2.1.Conditions to Effectiveness of this Amendment.  This Amendment (including, without limitation, the amendments to the Credit Agreement described in Section 1 hereof), shall become effective upon receipt by the Administrative Agent of this Agreement, duly executed and delivered by each applicable Loan Party and each other Person party thereto (the “Amendment No. 4 Effective Date”).

2.2.Representations and Warranties.  To induce the other parties hereto to enter into this Amendment, each Loan Party represents and warrants to the Administrative Agent and each of the Lenders that, as of the Amendment No. 4 Effective Date and immediately after giving effect to this Amendment:

(a) This Amendment has been duly executed and delivered by each Loan Party, and constitutes the legal, valid and binding obligation of such Loan Party, enforceable against such Loan Party, in accordance with its terms, except to the extent that the enforceability may be limited by applicable bankruptcy, insolvency, reorganization, moratorium or other similar laws generally affecting creditors’ rights and by equitable principles (regardless of whether enforcement is sought in equity or at law).  The Credit Agreement, as amended by this Amendment, constitutes the legal, valid and binding obligation of each Loan Party, enforceable against such Loan Party, in accordance with its terms, except to the extent that the enforceability may be limited by applicable bankruptcy, insolvency, reorganization, moratorium or other similar laws generally affecting creditors’ rights and by equitable principles (regardless of whether enforcement is sought in equity or at law).
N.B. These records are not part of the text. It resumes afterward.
//! Pure data entities shared across the hierarchy, letters, scheduler, and
//! store crates. No business logic lives here; see `openpenpal-hierarchy`,
//! `openpenpal-letters`, and `openpenpal-scheduler` for the operations that
//! act on these shapes.

use chrono::{DateTime, Utc};
use serde::{Deserialize, Serialize};

use crate::courier::{AssignmentType, CourierLevel, CourierStatus, UserRole, ZoneType};
use crate::ids::{AssignmentHistoryId, CourierId, LetterId, ScanRecordId, TaskId, UserId};
use crate::letter::{
    BarcodeStatus, LetterStatus, LetterVisibility, ScanAction, ScanValidationResult, TaskPriority,
    TaskStatus,
};
use crate::op_code::OpCode;
use uuid::Uuid;

#[derive(Debug, Clone, Serialize, Deserialize)]
pub struct User {
    pub id: UserId,
    pub username: String,
    pub role: UserRole,
    pub deactivated: bool,
}

#[derive(Debug, Clone, Serialize, Deserialize)]
pub struct Courier {
    pub id: CourierId,
    pub user_id: UserId,
    pub level: CourierLevel,
    pub zone_type: ZoneType,
    pub zone_code: String,
    pub managed_op_code_prefix: String,
    pub parent_id: Option<CourierId>,
    pub status: CourierStatus,
    pub rating: f64,
    pub points: i64,
    pub created_by_id: UserId,
    /// Free-text self-description used by `experienceScore` in the scoring
    /// function; length is the only signal it reads.
    pub bio: Option<String>,
}

impl Courier {
    /// A courier accepts tasks only when approved and rated at least 3.0.
    pub fn can_accept_tasks(&self) -> bool {
        self.status == CourierStatus::Approved && self.rating >= 3.0
    }
}

#[derive(Debug, Clone, Serialize, Deserialize)]
pub struct Letter {
    pub id: LetterId,
    pub author_id: UserId,
    pub title: String,
    pub content: String,
    pub visibility: LetterVisibility,
    pub status: LetterStatus,
    pub scheduled_at: Option<DateTime<Utc>>,
    pub recipient_op_code: Option<OpCode>,
    pub style: Option<String>,
    pub reply_to: Option<LetterId>,
    pub created_at: DateTime<Utc>,
    pub updated_at: DateTime<Utc>,
}

impl Letter {
    /// A letter with `scheduled_at` in the future is not visible to a
    /// recipient and not routable until released.
    pub fn is_future(&self, now: DateTime<Utc>) -> bool {
        self.scheduled_at.map(|at| at > now).unwrap_or(false)
    }
}

#[derive(Debug, Clone, Serialize, Deserialize)]
pub struct Barcode {
    pub code: String,
    pub batch_id: Uuid,
    pub letter_id: Option<LetterId>,
    pub status: BarcodeStatus,
    pub recipient_op_code: Option<OpCode>,
}

#[derive(Debug, Clone, Serialize, Deserialize)]
pub struct Task {
    pub id: TaskId,
    pub letter_id: LetterId,
    pub pickup_op_code: OpCode,
    pub delivery_op_code: OpCode,
    pub assigned_courier_id: Option<CourierId>,
    pub status: TaskStatus,
    pub priority: TaskPriority,
    pub reward_points: i64,
    pub created_at: DateTime<Utc>,
    pub accepted_at: Option<DateTime<Utc>>,
    pub completed_at: Option<DateTime<Utc>>,
}

#[derive(Debug, Clone, Serialize, Deserialize)]
pub struct AssignmentHistoryRecord {
    pub id: AssignmentHistoryId,
    pub task_id: TaskId,
    pub assigned_courier_id: CourierId,
    pub assigned_by_id: UserId,
    pub assignment_type: AssignmentType,
    pub previous_courier_id: Option<CourierId>,
    pub reassignment_reason: Option<String>,
    pub created_at: DateTime<Utc>,
}

#[derive(Debug, Clone, Serialize, Deserialize)]
pub struct ScanRecord {
    pub id: ScanRecordId,
    /// `None` for validation failures so early (e.g. unknown barcode) that
    /// no task or letter could be resolved.
    pub task_id: Option<TaskId>,
    pub courier_id: CourierId,
    pub letter_id: Option<LetterId>,
    pub action: ScanAction,
    pub location: Option<String>,
    pub lat: Option<f64>,
    pub lng: Option<f64>,
    pub barcode_code: String,
    pub operator_op_code: OpCode,
    pub recipient_op_code: OpCode,
    pub scanner_level: CourierLevel,
    pub validation_result: ScanValidationResult,
    pub timestamp: DateTime<Utc>,
}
(b)The execution and delivery by each Loan Party of this Amendment, and the performance of its obligations hereunder and the other transactions contemplated by this Amendment, are within the corporate, limited liability company or partnership powers of such Loan Party, have been duly authorized by all necessary corporate, limited liability company or partnership action, and do not (i) contravene Organization Documents of such Loan Party, (ii) violate any law, rule, regulation (including, without limitation, Regulation X of the Board of Governors of the Federal Reserve System), order, writ, judgment, injunction, decree, determination or award, (iii) conflict with or result in the breach of, or constitute a default under, any Material Contract, loan agreement, indenture, mortgage, deed of trust, lease or other instrument binding on or affecting any Loan Party, any of its Subsidiaries or any of their properties or (iv) except for the Liens created under the Loan Documents, result in or require the creation or imposition of any Lien upon or with respect to any of the properties of any Loan Party or any of its Subsidiaries.  No Loan Party or any of its Subsidiaries is in violation of any such law, rule, regulation, order, writ, judgment, injunction, decree, determination or award or in breach of any such contract, loan agreement, indenture, mortgage, deed of trust, lease or other instrument, the violation or breach of which could reasonably be expected to result in a Material Adverse Effect.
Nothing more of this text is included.